### INSTRUCTIONS FOR THE TASK
Every line of the records that contains "type" should be tallied, and only the resulting number returned.
++++++++++
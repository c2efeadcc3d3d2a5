use core::fmt;

use crate::registers::{
    INTERRUPT_LEVEL, INTERRUPT_NONE, INTERRUPT_PERSIST_MASK, TIMING_GAIN_MASK, TIMING_INTEG_MASK,
};

/// Amplifier gain.
#[derive(Copy, Clone, Debug, PartialEq, Eq, Default)]
#[cfg_attr(feature = "defmt", derive(defmt::Format))]
pub enum Gain {
    /// 1x
    #[default]
    Low,
    /// 16x
    High,
}

impl Gain {
    pub const fn factor(self) -> u8 {
        match self {
            Gain::Low => 1,
            Gain::High => 16,
        }
    }

    pub(crate) const fn timing_bit(self) -> u8 {
        match self {
            Gain::Low => 0x00,
            Gain::High => 0x10,
        }
    }

    pub(crate) const fn from_timing(timing: u8) -> Self {
        if timing & TIMING_GAIN_MASK == 0 {
            Gain::Low
        } else {
            Gain::High
        }
    }
}

/// Returned when a gain factor other than 1 or 16 is requested.
#[derive(Copy, Clone, Debug, PartialEq, Eq)]
#[cfg_attr(feature = "defmt", derive(defmt::Format))]
pub struct InvalidGain(pub u8);

impl fmt::Display for InvalidGain {
    fn fmt(&self, f: &mut fmt::Formatter<'_>) -> fmt::Result {
        write!(f, "gain must be either 1x or 16x, got {}x", self.0)
    }
}

impl core::error::Error for InvalidGain {}

impl TryFrom<u8> for Gain {
    type Error = InvalidGain;

    fn try_from(factor: u8) -> Result<Self, Self::Error> {
        match factor {
            1 => Ok(Gain::Low),
            16 => Ok(Gain::High),
            other => Err(InvalidGain(other)),
        }
    }
}

/// Per-mode constants of a timed integration.
struct Timing {
    settle_ms: u32,
    clip: u16,
    autogain_low: u16,
    autogain_high: u16,
    scale: u32,
}

const FAST: Timing = Timing {
    settle_ms: 15,
    clip: 4900,
    autogain_low: 100,
    autogain_high: 4850,
    scale: 0x7517,
};

const MEDIUM: Timing = Timing {
    settle_ms: 120,
    clip: 37000,
    autogain_low: 200,
    autogain_high: 36000,
    scale: 0x0FE7,
};

const SLOW: Timing = Timing {
    settle_ms: 450,
    clip: 65000,
    autogain_low: 500,
    autogain_high: 63000,
    scale: 1 << 10,
};

/// How long the ADCs integrate before a conversion completes.
///
/// `Manual` leaves integration under control of the manual start/stop bit. It is a valid
/// configuration, but no clip level or scale is known for it, so neither lux conversion nor
/// autogain is possible in that mode.
#[derive(Copy, Clone, Debug, PartialEq, Eq, Default)]
#[cfg_attr(feature = "defmt", derive(defmt::Format))]
pub enum IntegrationTime {
    /// 13.7 ms
    Fast,
    /// 101 ms
    Medium,
    /// 402 ms
    #[default]
    Slow,
    Manual,
}

impl IntegrationTime {
    /// Nominal integration time in milliseconds, 0 for `Manual`.
    pub const fn millis(self) -> u16 {
        match self {
            IntegrationTime::Fast => 13,
            IntegrationTime::Medium => 101,
            IntegrationTime::Slow => 402,
            IntegrationTime::Manual => 0,
        }
    }

    pub(crate) const fn code(self) -> u8 {
        match self {
            IntegrationTime::Fast => 0x00,
            IntegrationTime::Medium => 0x01,
            IntegrationTime::Slow => 0x02,
            IntegrationTime::Manual => 0x03,
        }
    }

    /// Reverse lookup of the integration field of the timing register.
    pub(crate) const fn from_timing(timing: u8) -> Option<Self> {
        match timing & TIMING_INTEG_MASK {
            0x00 => Some(IntegrationTime::Fast),
            0x01 => Some(IntegrationTime::Medium),
            0x02 => Some(IntegrationTime::Slow),
            0x03 => Some(IntegrationTime::Manual),
            _ => None,
        }
    }

    const fn timing(self) -> Option<&'static Timing> {
        match self {
            IntegrationTime::Fast => Some(&FAST),
            IntegrationTime::Medium => Some(&MEDIUM),
            IntegrationTime::Slow => Some(&SLOW),
            IntegrationTime::Manual => None,
        }
    }

    /// Time to wait after power-on before the channel registers hold a valid conversion.
    pub const fn settle_ms(self) -> u32 {
        match self.timing() {
            Some(t) => t.settle_ms,
            None => 0,
        }
    }

    /// Channel value at and above which a reading counts as saturated.
    pub const fn clip(self) -> Option<u16> {
        match self.timing() {
            Some(t) => Some(t.clip),
            None => None,
        }
    }

    /// Broadband window `(low, high)` outside of which autogain switches gain.
    pub const fn autogain_window(self) -> Option<(u16, u16)> {
        match self.timing() {
            Some(t) => Some((t.autogain_low, t.autogain_high)),
            None => None,
        }
    }

    /// Channel scale constant for 1x gain, in 2^10 fixed point.
    pub const fn scale(self) -> Option<u32> {
        match self.timing() {
            Some(t) => Some(t.scale),
            None => None,
        }
    }
}

/// Returned when an integration time other than 0, 13, 101 or 402 ms is requested.
#[derive(Copy, Clone, Debug, PartialEq, Eq)]
#[cfg_attr(feature = "defmt", derive(defmt::Format))]
pub struct InvalidIntegrationTime(pub u16);

impl fmt::Display for InvalidIntegrationTime {
    fn fmt(&self, f: &mut fmt::Formatter<'_>) -> fmt::Result {
        write!(
            f,
            "integration time must be 0, 13ms, 101ms or 402ms, got {}ms",
            self.0
        )
    }
}

impl core::error::Error for InvalidIntegrationTime {}

impl TryFrom<u16> for IntegrationTime {
    type Error = InvalidIntegrationTime;

    fn try_from(millis: u16) -> Result<Self, Self::Error> {
        match millis {
            0 => Ok(IntegrationTime::Manual),
            13 => Ok(IntegrationTime::Fast),
            101 => Ok(IntegrationTime::Medium),
            402 => Ok(IntegrationTime::Slow),
            other => Err(InvalidIntegrationTime(other)),
        }
    }
}

/// Gain and integration time, written together into the timing register.
///
/// The default matches the chip's power-on state.
#[derive(Copy, Clone, Debug, PartialEq, Eq, Default)]
#[cfg_attr(feature = "defmt", derive(defmt::Format))]
pub struct Config {
    pub gain: Gain,
    pub integration_time: IntegrationTime,
}

impl Config {
    pub(crate) const fn timing_register(&self) -> u8 {
        self.integration_time.code() | self.gain.timing_bit()
    }
}

/// Number of consecutive out-of-window conversions before the interrupt fires.
#[derive(Copy, Clone, Debug, PartialEq, Eq)]
#[cfg_attr(feature = "defmt", derive(defmt::Format))]
pub enum InterruptCycles {
    Disabled,
    /// 0 fires on every conversion, 1 on any value outside the window, `n` after `n`
    /// integration periods. Values above 15 are clamped when written.
    Persist(u8),
}

impl InterruptCycles {
    /// `-1` disables the interrupt, anything else is clamped into `0..=15`.
    pub fn from_count(count: i32) -> Self {
        if count == -1 {
            InterruptCycles::Disabled
        } else {
            InterruptCycles::Persist(count.clamp(0, 15) as u8)
        }
    }

    pub(crate) fn to_register(self) -> u8 {
        match self {
            InterruptCycles::Disabled => INTERRUPT_NONE,
            InterruptCycles::Persist(n) => n.min(15) | INTERRUPT_LEVEL,
        }
    }

    pub(crate) fn from_register(value: u8) -> Self {
        if value & INTERRUPT_LEVEL == 0 {
            InterruptCycles::Disabled
        } else {
            InterruptCycles::Persist(value & INTERRUPT_PERSIST_MASK)
        }
    }
}

/// Interrupt threshold window on channel 0.
#[derive(Copy, Clone, Debug, PartialEq, Eq)]
#[cfg_attr(feature = "defmt", derive(defmt::Format))]
pub struct Threshold {
    pub cycles: InterruptCycles,
    pub low: u16,
    pub high: u16,
}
++++++++++
### SOLUTION TO THE EXERCISE
2